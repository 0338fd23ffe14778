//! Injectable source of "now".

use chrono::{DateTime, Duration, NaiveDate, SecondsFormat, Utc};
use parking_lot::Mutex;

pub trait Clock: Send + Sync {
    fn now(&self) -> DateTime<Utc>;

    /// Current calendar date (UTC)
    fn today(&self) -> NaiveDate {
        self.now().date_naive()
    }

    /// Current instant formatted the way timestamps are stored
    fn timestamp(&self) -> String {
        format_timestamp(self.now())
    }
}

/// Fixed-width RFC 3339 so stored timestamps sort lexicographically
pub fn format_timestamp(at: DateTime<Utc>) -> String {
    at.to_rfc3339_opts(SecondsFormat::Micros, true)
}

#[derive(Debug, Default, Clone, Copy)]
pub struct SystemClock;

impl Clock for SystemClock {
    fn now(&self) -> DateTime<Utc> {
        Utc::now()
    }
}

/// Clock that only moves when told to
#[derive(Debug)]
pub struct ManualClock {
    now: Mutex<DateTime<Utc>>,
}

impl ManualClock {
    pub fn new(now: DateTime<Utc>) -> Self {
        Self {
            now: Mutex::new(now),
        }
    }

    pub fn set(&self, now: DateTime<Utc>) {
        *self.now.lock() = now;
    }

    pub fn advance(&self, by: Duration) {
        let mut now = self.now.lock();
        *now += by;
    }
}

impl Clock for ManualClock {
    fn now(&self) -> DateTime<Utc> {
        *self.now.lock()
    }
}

◆ ◆ ◆ ◆

Show every line above where "stored" is found.

▶ [TASK SOLUTION]
    /// Current instant formatted the way timestamps are stored
/// Fixed-width RFC 3339 so stored timestamps sort lexicographically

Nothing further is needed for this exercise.